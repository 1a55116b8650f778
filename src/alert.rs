//! Alerts and the encrypted alert vault.
//!
//! Each alert is serialized, hashed, wrapped with its digest and encrypted
//! before it touches disk: one file per alert at
//! `<dir>/<sanitized sensor id>_<timestamp>.enc`.

use std::fs;
use std::path::{Path, PathBuf};

use chrono::{DateTime, Utc};
use serde::{Deserialize, Serialize};
use tracing::{info, warn};
use uuid::Uuid;

use crate::engine::{AnomalyResult, Severity};
use crate::error::SecurityError;
use crate::metrics;
use crate::security::{AlertKey, decrypt, encrypt, sanitize_filename, sha256_hex};
use crate::sensor::SensorId;

#[derive(Debug, Clone, PartialEq, Serialize, Deserialize)]
pub struct Alert {
    pub id: Uuid,
    pub sensor_id: SensorId,
    pub timestamp: u64,
    pub value: f64,
    pub severity: Severity,
    pub score: f64,
    pub strategy: String,
    pub detail: String,
    pub raised_at: DateTime<Utc>,
}

impl Alert {
    /// `None` unless the result is anomalous.
    pub fn from_result(result: &AnomalyResult) -> Option<Self> {
        if !result.is_anomalous() {
            return None;
        }
        Some(Self {
            id: Uuid::new_v4(),
            sensor_id: result.sensor_id.clone(),
            timestamp: result.timestamp,
            value: result.value,
            severity: result.severity,
            score: result.score,
            strategy: result.strategy.clone(),
            detail: result.detail.clone(),
            raised_at: Utc::now(),
        })
    }
}

/// Plaintext layout inside an `.enc` artifact.
#[derive(Serialize, Deserialize)]
struct Envelope {
    alert: String,
    sha256: String,
}

pub struct AlertVault {
    dir: PathBuf,
    key: AlertKey,
}

impl AlertVault {
    pub fn new(dir: impl Into<PathBuf>, key: AlertKey) -> Self {
        Self {
            dir: dir.into(),
            key,
        }
    }

    pub fn dir(&self) -> &Path {
        &self.dir
    }

    /// Path an alert will be written to.
    pub fn path_for(&self, alert: &Alert) -> Result<PathBuf, SecurityError> {
        let stem = sanitize_filename(alert.sensor_id.as_str())?;
        Ok(self.dir.join(format!("{}_{}.enc", stem, alert.timestamp)))
    }

    /// Hash and encrypt an alert.
    pub fn seal(&self, alert: &Alert) -> Result<Vec<u8>, SecurityError> {
        let body = serde_json::to_string(alert)?;
        let envelope = Envelope {
            sha256: sha256_hex(body.as_bytes()),
            alert: body,
        };
        encrypt(&serde_json::to_vec(&envelope)?, &self.key)
    }

    /// Decrypt and verify a sealed alert.
    pub fn unseal(&self, sealed: &[u8]) -> Result<Alert, SecurityError> {
        let plaintext = decrypt(sealed, &self.key)?;
        let envelope: Envelope = serde_json::from_slice(&plaintext)?;
        if sha256_hex(envelope.alert.as_bytes()) != envelope.sha256 {
            return Err(SecurityError::Integrity);
        }
        Ok(serde_json::from_str(&envelope.alert)?)
    }

    pub fn persist(&self, alert: &Alert) -> Result<PathBuf, SecurityError> {
        let path = self.path_for(alert)?;
        let sealed = self.seal(alert)?;
        fs::create_dir_all(&self.dir)?;
        fs::write(&path, sealed)?;

        metrics::ALERTS_PERSISTED.inc();
        info!(
            alert = %alert.id,
            sensor = %alert.sensor_id,
            path = %path.display(),
            "Alert sealed."
        );
        Ok(path)
    }

    /// Persist each alert independently; one failure does not stop the rest.
    pub fn persist_all(&self, alerts: &[Alert]) -> Vec<Result<PathBuf, SecurityError>> {
        alerts
            .iter()
            .map(|alert| {
                let result = self.persist(alert);
                if let Err(e) = &result {
                    warn!(
                        alert = %alert.id,
                        sensor = %alert.sensor_id,
                        error = %e,
                        "Alert persistence failed."
                    );
                }
                result
            })
            .collect()
    }

    pub fn open(&self, path: impl AsRef<Path>) -> Result<Alert, SecurityError> {
        let sealed = fs::read(path)?;
        self.unseal(&sealed)
    }
}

------

* _ACTION ITEM_
Each entry is to be returned in full, character for character.

* _ANSWER TO THIS PROBLEM_
repository 1a55116b8650f778
filename src/alert.rs
//! Alerts and the encrypted alert vault.
//!
//! Each alert is serialized, hashed, wrapped with its digest and encrypted
//! before it touches disk: one file per alert at
//! `<dir>/<sanitized sensor id>_<timestamp>.enc`.

use std::fs;
use std::path::{Path, PathBuf};

use chrono::{DateTime, Utc};
use serde::{Deserialize, Serialize};
use tracing::{info, warn};
use uuid::Uuid;

use crate::engine::{AnomalyResult, Severity};
use crate::error::SecurityError;
use crate::metrics;
use crate::security::{AlertKey, decrypt, encrypt, sanitize_filename, sha256_hex};
use crate::sensor::SensorId;

#[derive(Debug, Clone, PartialEq, Serialize, Deserialize)]
pub struct Alert {
    pub id: Uuid,
    pub sensor_id: SensorId,
    pub timestamp: u64,
    pub value: f64,
    pub severity: Severity,
    pub score: f64,
    pub strategy: String,
    pub detail: String,
    pub raised_at: DateTime<Utc>,
}

impl Alert {
    /// `None` unless the result is anomalous.
    pub fn from_result(result: &AnomalyResult) -> Option<Self> {
        if !result.is_anomalous() {
            return None;
        }
        Some(Self {
            id: Uuid::new_v4(),
            sensor_id: result.sensor_id.clone(),
            timestamp: result.timestamp,
            value: result.value,
            severity: result.severity,
            score: result.score,
            strategy: result.strategy.clone(),
            detail: result.detail.clone(),
            raised_at: Utc::now(),
        })
    }
}

/// Plaintext layout inside an `.enc` artifact.
#[derive(Serialize, Deserialize)]
struct Envelope {
    alert: String,
    sha256: String,
}

pub struct AlertVault {
    dir: PathBuf,
    key: AlertKey,
}

impl AlertVault {
    pub fn new(dir: impl Into<PathBuf>, key: AlertKey) -> Self {
        Self {
            dir: dir.into(),
            key,
        }
    }

    pub fn dir(&self) -> &Path {
        &self.dir
    }

    /// Path an alert will be written to.
    pub fn path_for(&self, alert: &Alert) -> Result<PathBuf, SecurityError> {
        let stem = sanitize_filename(alert.sensor_id.as_str())?;
        Ok(self.dir.join(format!("{}_{}.enc", stem, alert.timestamp)))
    }

    /// Hash and encrypt an alert.
    pub fn seal(&self, alert: &Alert) -> Result<Vec<u8>, SecurityError> {
        let body = serde_json::to_string(alert)?;
        let envelope = Envelope {
            sha256: sha256_hex(body.as_bytes()),
            alert: body,
        };
        encrypt(&serde_json::to_vec(&envelope)?, &self.key)
    }

    /// Decrypt and verify a sealed alert.
    pub fn unseal(&self, sealed: &[u8]) -> Result<Alert, SecurityError> {
        let plaintext = decrypt(sealed, &self.key)?;
        let envelope: Envelope = serde_json::from_slice(&plaintext)?;
        if sha256_hex(envelope.alert.as_bytes()) != envelope.sha256 {
            return Err(SecurityError::Integrity);
        }
        Ok(serde_json::from_str(&envelope.alert)?)
    }

    pub fn persist(&self, alert: &Alert) -> Result<PathBuf, SecurityError> {
        let path = self.path_for(alert)?;
        let sealed = self.seal(alert)?;
        fs::create_dir_all(&self.dir)?;
        fs::write(&path, sealed)?;

        metrics::ALERTS_PERSISTED.inc();
        info!(
            alert = %alert.id,
            sensor = %alert.sensor_id,
            path = %path.display(),
            "Alert sealed."
        );
        Ok(path)
    }

    /// Persist each alert independently; one failure does not stop the rest.
    pub fn persist_all(&self, alerts: &[Alert]) -> Vec<Result<PathBuf, SecurityError>> {
        alerts
            .iter()
            .map(|alert| {
                let result = self.persist(alert);
                if let Err(e) = &result {
                    warn!(
                        alert = %alert.id,
                        sensor = %alert.sensor_id,
                        error = %e,
                        "Alert persistence failed."
                    );
                }
                result
            })
            .collect()
    }

    pub fn open(&self, path: impl AsRef<Path>) -> Result<Alert, SecurityError> {
        let sealed = fs::read(path)?;
        self.unseal(&sealed)
    }
}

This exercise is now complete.